Believe me, I know exactly what you are talking about. I struggled with constantly letting myself down until I was in my early 50's before the Lord crushed me to powder and humbled me to the extent that I became serious about serving Him. Oh yes, I was serious about wanting to serve Him many years before that, but I was just as you are. I could not get control of my own flesh. So the Lord, in His love for me, stripped me of all my pride. He actually caused me to lose my home and everything for which I had worked for so many years. While that experience was the worst financial experience of my life, it was the best spiritual experience of my life. What that demonstrates is that there is no spiritual life without some degree of dying to the things of this world.
Left to my own devices, I would never have chosen to lose my home and to be so humiliated. But that was what he had planned for me from "before the world began."
2 Tim 1:9 Who hath saved us, and called us with an holy calling, not according to our works, but according to his own purpose and grace, which was given us in Christ Jesus before the world began,
Tit 1:2 In hope of eternal life, which God, that cannot lie, promised before the world began;
You might be tempted to say, 'Sure, God's "purpose and grace... was given us in Christ Jesus before the world began," but that doesn't mean that God knew and intended for me to fail and continue in sin for so many years; it doesn't mean that every day that I fail him was preordained.' You might indeed say that, but you would be wrong. Not only did He preordain every day, He even wrote the events of every day in a "book."
Psa 139:16 Thine eyes did see mine unformed substance; And in thy book they were all written, Even the days that were ordained for me, When as yet there was none of them .
Christ had a very good reason for telling us, "In your patience possess ye your souls." He knew that we had to be humbled and come to see our own helplessness against our own sinful flesh. He knew that it would take many years for us to come to the point that we would be willing to forsake our flesh for the things of the spirit. So He tells us up front that He has given us an experience of evil, the experience of sin in our lives for years on end, to humble us and to bring us to our knees, daily importuning Him to "lead us not into temptation."
Ecc 1:13 I applied my heart to inquiring and exploring by wisdom concerning all that is done under the heavens: it is an experience of evil Elohim has given to the sons of humanity to humble them by it.
God has not started a work in you to forsake you. Just like me, you will be shown just how helpless you are against your own flesh. You will then cry out to God, and in the end He will give you dominion over sin in your life.
Rom 6:14 For sin shall not have dominion over you: for ye are not under the law, but under grace.You have God's promise that He is working all things for good, so stay patient and endure to the end.
Mat 10:22 And ye shall be hated of all men for my name's sake: but he that endureth to the end shall be saved.

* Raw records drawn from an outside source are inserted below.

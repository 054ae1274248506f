//! Source transforms applied to each module before linking.
//!
//! - `define`: replace free identifiers, dotted member chains, `this` and
//!   `import.meta` with literals or other identifier paths
//! - `inject`: import exports of injected files wherever a free identifier
//!   matches them, and evaluate injected files before every entry
//! - TypeScript import elision: drop import bindings nothing uses

use crate::ast::build::{import_bare, import_named, member};
use crate::ast::visit::{Rewriter, collect_references, rewrite_stmts};
use crate::ast::{Expr, Stmt, is_identifier};
use crate::loaders::json_to_expr;
use anyhow::{Result, bail};
use indexmap::{IndexMap, IndexSet};
use rustc_hash::FxHashMap;
use std::path::PathBuf;

// =============================================================================
// Define
// =============================================================================

/// Parsed `define` table.
#[derive(Clone, Debug, Default)]
pub struct DefineTable {
    /// Single identifiers, plus `this` and `import.meta`
    idents: FxHashMap<String, Expr>,
    /// Dotted member chains such as `process.env.NODE_ENV`
    paths: FxHashMap<String, Expr>,
}

impl DefineTable {
    /// Parse `key → value` pairs. Values are JSON literals or identifier
    /// paths (`window.env`).
    pub fn parse(define: &IndexMap<String, String>) -> Result<Self> {
        let mut table = DefineTable::default();
        for (key, value) in define {
            if !is_define_key(key) {
                bail!("invalid define key \"{}\"", key);
            }
            let expr = parse_define_value(value)?;
            if key.contains('.') && key != "import.meta" {
                table.paths.insert(key.clone(), expr);
            } else {
                table.idents.insert(key.clone(), expr);
            }
        }
        Ok(table)
    }

    pub fn is_empty(&self) -> bool {
        self.idents.is_empty() && self.paths.is_empty()
    }
}

fn is_define_key(key: &str) -> bool {
    if key == "this" || key == "import.meta" {
        return true;
    }
    let rest = key.strip_prefix("import.meta.").unwrap_or(key);
    !rest.is_empty() && rest.split('.').all(is_identifier)
}

fn parse_define_value(value: &str) -> Result<Expr> {
    if let Ok(json) = serde_json::from_str::<serde_json::Value>(value) {
        return Ok(json_to_expr(&json));
    }
    let mut segments = value.split('.');
    let root = segments.next().unwrap_or_default();
    if !is_identifier(root) {
        bail!("invalid define value \"{}\": must be JSON or an identifier path", value);
    }
    let mut expr = Expr::Ident(root.to_string());
    for segment in segments {
        if !is_identifier(segment) {
            bail!("invalid define value \"{}\": must be JSON or an identifier path", value);
        }
        expr = member(expr, segment);
    }
    Ok(expr)
}

struct DefineRewriter<'a> {
    table: &'a DefineTable,
    /// Module-scope declarations shadow defines
    declared: &'a IndexSet<String>,
}

impl Rewriter for DefineRewriter<'_> {
    fn ident(&mut self, name: &str, is_write: bool) -> Option<Expr> {
        if is_write || self.declared.contains(name) {
            return None;
        }
        self.table.idents.get(name).cloned()
    }

    fn member_path(&mut self, path: &str) -> Option<Expr> {
        let root = path.split('.').next().unwrap_or(path);
        if self.declared.contains(root) {
            return None;
        }
        self.table.paths.get(path).cloned()
    }

    fn top_level_this(&mut self) -> Option<Expr> {
        self.table.idents.get("this").cloned()
    }

    fn import_meta(&mut self) -> Option<Expr> {
        self.table.idents.get("import.meta").cloned()
    }
}

/// Apply `table` to a module whose module-scope names are `declared`.
pub fn apply_define(stmts: &mut [Stmt], table: &DefineTable, declared: &IndexSet<String>) {
    if table.is_empty() {
        return;
    }
    let mut rewriter = DefineRewriter { table, declared };
    rewrite_stmts(stmts, &mut rewriter);
}

// =============================================================================
// Inject
// =============================================================================

/// An injected file and the names it exports.
#[derive(Clone, Debug)]
pub struct Injection {
    /// Absolute path used as the import specifier
    pub path: PathBuf,
    pub exports: Vec<String>,
}

/// Names a module exports through its own statements (`export *` excluded).
pub fn static_export_names(stmts: &[Stmt]) -> Vec<String> {
    let mut names = Vec::new();
    for stmt in stmts {
        match stmt {
            Stmt::ExportDecl(inner) => names.extend(inner.declared_names()),
            Stmt::ExportNamed(export) if !export.type_only => {
                names.extend(export.specifiers.iter().map(|spec| spec.exported.clone()));
            }
            Stmt::ExportAll(export) => {
                if let Some(alias) = &export.alias {
                    names.push(alias.clone());
                }
            }
            Stmt::ExportDefault(_) => names.push("default".to_string()),
            _ => {}
        }
    }
    names
}

/// Prepend imports of injected exports that `unbound` names refer to.
/// Entries import every injected file so its side effects run first.
pub fn apply_inject(
    stmts: &mut Vec<Stmt>,
    injections: &[Injection],
    unbound: &IndexSet<String>,
    is_entry: bool,
) {
    let mut prelude = Vec::new();
    for injection in injections {
        let specifier = injection.path.to_string_lossy();
        let names: Vec<(&str, &str)> = injection
            .exports
            .iter()
            .filter(|name| name.as_str() != "default" && unbound.contains(name.as_str()))
            .map(|name| (name.as_str(), name.as_str()))
            .collect();
        if !names.is_empty() {
            prelude.push(import_named(&specifier, &names));
        } else if is_entry {
            prelude.push(import_bare(&specifier));
        }
    }
    if !prelude.is_empty() {
        stmts.splice(0..0, prelude);
    }
}

// =============================================================================
// TypeScript import elision
// =============================================================================

/// Remove type-only imports and exports, and import bindings that nothing
/// references. An import that loses every binding is removed entirely;
/// `import "x"` written without bindings is kept.
pub fn elide_unused_imports(stmts: &mut Vec<Stmt>) {
    let used = {
        let others: Vec<Stmt> = stmts
            .iter()
            .filter(|stmt| !matches!(stmt, Stmt::Import(_)))
            .cloned()
            .collect();
        collect_references(&others).free
    };

    stmts.retain_mut(|stmt| match stmt {
        Stmt::Import(import) => {
            if import.type_only {
                return false;
            }
            if import.is_bare() {
                return true;
            }
            import.named.retain(|spec| !spec.type_only && used.contains(&spec.local));
            if import.default.as_ref().is_some_and(|name| !used.contains(name)) {
                import.default = None;
            }
            if import.namespace.as_ref().is_some_and(|name| !used.contains(name)) {
                import.namespace = None;
            }
            !import.is_bare()
        }
        Stmt::ExportNamed(export) => !export.type_only,
        _ => true,
    });
}

#[cfg(test)]
mod tests {
    use super::*;
    use crate::ast::VarKind;
    use crate::ast::build::*;

    fn define(pairs: &[(&str, &str)]) -> DefineTable {
        let map: IndexMap<String, String> = pairs
            .iter()
            .map(|(k, v)| (k.to_string(), v.to_string()))
            .collect();
        DefineTable::parse(&map).unwrap()
    }

    #[test]
    fn test_define_replaces_identifiers_and_member_chains() {
        let table = define(&[
            ("DEBUG", "false"),
            ("process.env.NODE_ENV", "\"production\""),
            ("global", "globalThis"),
        ]);
        let mut stmts = vec![
            expr_stmt(call(ident("log"), vec![ident("DEBUG"), ident("global")])),
            expr_stmt(member(member(ident("process"), "env"), "NODE_ENV")),
        ];
        apply_define(&mut stmts, &table, &IndexSet::new());
        assert_eq!(
            stmts[0],
            expr_stmt(call(ident("log"), vec![bool_lit(false), ident("globalThis")]))
        );
        assert_eq!(stmts[1], expr_stmt(str_lit("production")));
    }

    #[test]
    fn test_define_respects_local_declarations() {
        let table = define(&[("DEBUG", "true")]);
        let declared: IndexSet<String> = ["DEBUG".to_string()].into_iter().collect();
        let mut stmts = vec![
            var_decl(VarKind::Let, "DEBUG", Some(bool_lit(false))),
            expr_stmt(ident("DEBUG")),
        ];
        let before = stmts.clone();
        apply_define(&mut stmts, &table, &declared);
        assert_eq!(stmts, before);

        let mut shadowed = vec![function_decl("f", &["DEBUG"], vec![ret(ident("DEBUG"))])];
        let before = shadowed.clone();
        apply_define(&mut shadowed, &table, &IndexSet::new());
        assert_eq!(shadowed, before);
    }

    #[test]
    fn test_define_this_and_import_meta() {
        let table = define(&[("this", "window"), ("import.meta.env", "{}")]);
        let mut stmts = vec![
            expr_stmt(Expr::This),
            expr_stmt(member(Expr::ImportMeta, "env")),
        ];
        apply_define(&mut stmts, &table, &IndexSet::new());
        assert_eq!(stmts[0], expr_stmt(ident("window")));
        assert_eq!(stmts[1], expr_stmt(Expr::Object(vec![])));
    }

    #[test]
    fn test_define_rejects_bad_values() {
        let mut map = IndexMap::new();
        map.insert("A".to_string(), "not valid!".to_string());
        assert!(DefineTable::parse(&map).is_err());
        let mut map = IndexMap::new();
        map.insert("a-b".to_string(), "1".to_string());
        assert!(DefineTable::parse(&map).is_err());
    }

    #[test]
    fn test_inject_imports_matching_free_names() {
        let injections = vec![Injection {
            path: PathBuf::from("/proj/shim.js"),
            exports: vec!["Buffer".to_string(), "process".to_string()],
        }];
        let unbound: IndexSet<String> = ["Buffer".to_string()].into_iter().collect();

        let mut stmts = vec![expr_stmt(ident("Buffer"))];
        apply_inject(&mut stmts, &injections, &unbound, false);
        assert_eq!(stmts[0], import_named("/proj/shim.js", &[("Buffer", "Buffer")]));

        let mut entry = vec![expr_stmt(num(1.0))];
        apply_inject(&mut entry, &injections, &IndexSet::new(), true);
        assert_eq!(entry[0], import_bare("/proj/shim.js"));

        let mut other = vec![expr_stmt(num(1.0))];
        apply_inject(&mut other, &injections, &IndexSet::new(), false);
        assert_eq!(other.len(), 1);
    }

    #[test]
    fn test_static_export_names() {
        let names = static_export_names(&[
            export_const("a", num(1.0)),
            export_named(&[("b", "c")]),
            export_all_as("./x", "ns"),
            export_all("./y"),
            export_default_expr(num(2.0)),
        ]);
        assert_eq!(names, vec!["a", "c", "ns", "default"]);
    }

    #[test]
    fn test_elide_unused_imports() {
        let mut stmts = vec![
            import_named("./types", &[("Props", "Props")]),
            import_named("./lib", &[("used", "used"), ("unused", "unused")]),
            import_bare("./polyfill"),
            expr_stmt(call(ident("used"), vec![])),
        ];
        elide_unused_imports(&mut stmts);
        assert_eq!(stmts.len(), 3);
        assert_eq!(stmts[0], import_named("./lib", &[("used", "used")]));
        assert_eq!(stmts[1], import_bare("./polyfill"));
    }

    #[test]
    fn test_elision_keeps_reexported_bindings() {
        let mut stmts = vec![
            import_default("./a", "a"),
            export_named(&[("a", "a")]),
        ];
        elide_unused_imports(&mut stmts);
        assert_eq!(stmts.len(), 2);
    }
}
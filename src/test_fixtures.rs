//! Shared test fixtures
//!
//! `Project` assembles an in-memory project (files plus pre-parsed module
//! IR) and runs any prefix of the pipeline over it, so unit tests of later
//! phases do not repeat the setup of earlier ones.

use crate::ast::Stmt;
use crate::bundler::{BuildFailure, BuildResult, Bundler};
use crate::config::{BuildOptions, Format};
use crate::diagnostics::DiagnosticBag;
use crate::fs::{FileSystem, MemoryFileSystem};
use crate::linker::{LinkedGraph, link};
use crate::loaders::PreparsedParser;
use crate::module_graph::{GraphBuilder, ModuleGraph};
use crate::module_resolver::{ModuleResolver, ResolverOptions};
use crate::plugins::Plugin;
use crate::transforms::DefineTable;
use std::path::PathBuf;
use std::sync::Arc;

/// Working directory of every fixture project.
pub const ROOT: &str = "/proj";

pub struct Project {
    pub fs: MemoryFileSystem,
    pub parser: Arc<PreparsedParser>,
    pub options: BuildOptions,
    pub plugins: Vec<Arc<dyn Plugin>>,
}

impl Project {
    /// A project with the given entry points, relative to [`ROOT`].
    pub fn new(entries: &[&str]) -> Self {
        Project {
            fs: MemoryFileSystem::new(),
            parser: Arc::new(PreparsedParser::new()),
            options: BuildOptions::new(ROOT, entries.iter().map(PathBuf::from).collect()),
            plugins: Vec::new(),
        }
    }

    /// A script module at `path` (relative to [`ROOT`]) with the given IR.
    pub fn module(mut self, path: &str, stmts: Vec<Stmt>) -> Self {
        let path = PathBuf::from(ROOT).join(path);
        self.fs.insert(&path, format!("// {}", path.display()));
        self.parser.insert(&path, stmts);
        self
    }

    /// A plain file (manifests, assets) at `path` relative to [`ROOT`].
    pub fn file(mut self, path: &str, contents: &str) -> Self {
        self.fs.insert(PathBuf::from(ROOT).join(path), contents);
        self
    }

    pub fn format(mut self, format: Format) -> Self {
        self.options.format = format;
        self
    }

    pub fn configure(mut self, f: impl FnOnce(&mut BuildOptions)) -> Self {
        f(&mut self.options);
        self
    }

    pub fn plugin(mut self, plugin: Arc<dyn Plugin>) -> Self {
        self.plugins.push(plugin);
        self
    }

    pub fn graph(&self) -> (ModuleGraph, DiagnosticBag) {
        let fs: Arc<dyn FileSystem> = Arc::new(self.fs.clone());
        let resolver = ModuleResolver::new(fs.clone(), ResolverOptions::from_build_options(&self.options))
            .expect("resolver options");
        let define = DefineTable::parse(&self.options.define).expect("define table");
        GraphBuilder::new(
            &self.options,
            fs,
            self.parser.as_ref(),
            &self.plugins,
            resolver,
            define,
        )
        .build()
    }

    /// Graph and link diagnostics together.
    pub fn link(&self) -> (ModuleGraph, LinkedGraph, DiagnosticBag) {
        let (graph, mut diagnostics) = self.graph();
        let (linked, link_diagnostics) = link(&graph, &self.options);
        diagnostics.extend(link_diagnostics);
        (graph, linked, diagnostics)
    }

    pub fn bundler(&self) -> Bundler {
        let mut bundler = Bundler::new(
            self.options.clone(),
            Arc::new(self.fs.clone()),
            self.parser.clone(),
        );
        for plugin in &self.plugins {
            bundler = bundler.with_plugin(plugin.clone());
        }
        bundler
    }

    pub fn bundle(&self) -> Result<BuildResult, BuildFailure> {
        self.bundler().build()
    }

    /// Bundle and return the text of the output file at `path` (relative
    /// to the output directory).
    pub fn output(&self, path: &str) -> String {
        let result = match self.bundle() {
            Ok(result) => result,
            Err(failure) => panic!("build failed:\n{}", failure),
        };
        match result.output_text(path) {
            Some(text) => text.to_string(),
            None => panic!(
                "no output named {}; have {:?}",
                path,
                result.outputs.iter().map(|o| o.path.clone()).collect::<Vec<_>>()
            ),
        }
    }
}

Rom 8:28 And we know that all things work together for good to them that love God, to them who are the called according to his purpose.
Don't give up. It really is in your patience that you possess your soul.
You also have God's Word that if He has begun a good work in you, He will finish that work: Luk 21:19 In your patience possess ye your souls.
Php 1:6 Being confident of this very thing, that he which hath begun a good work in you will perform it until the day of Jesus Christ:
That is an incredible promise, and God does not lie. I will close with one more verse I want you to repeat to yourself all day every day as you continue your struggles:
Php 4:13 I can do all things through Christ which strengtheneth me.
I hope I have said something which will encourage you to never give up, to ever be vigilant and to give thanks for all you have been given.
Your brother in Christ, Php 4:6 Be careful for nothing; but in every thing by prayer and supplication with thanksgiving let your requests be made known unto God.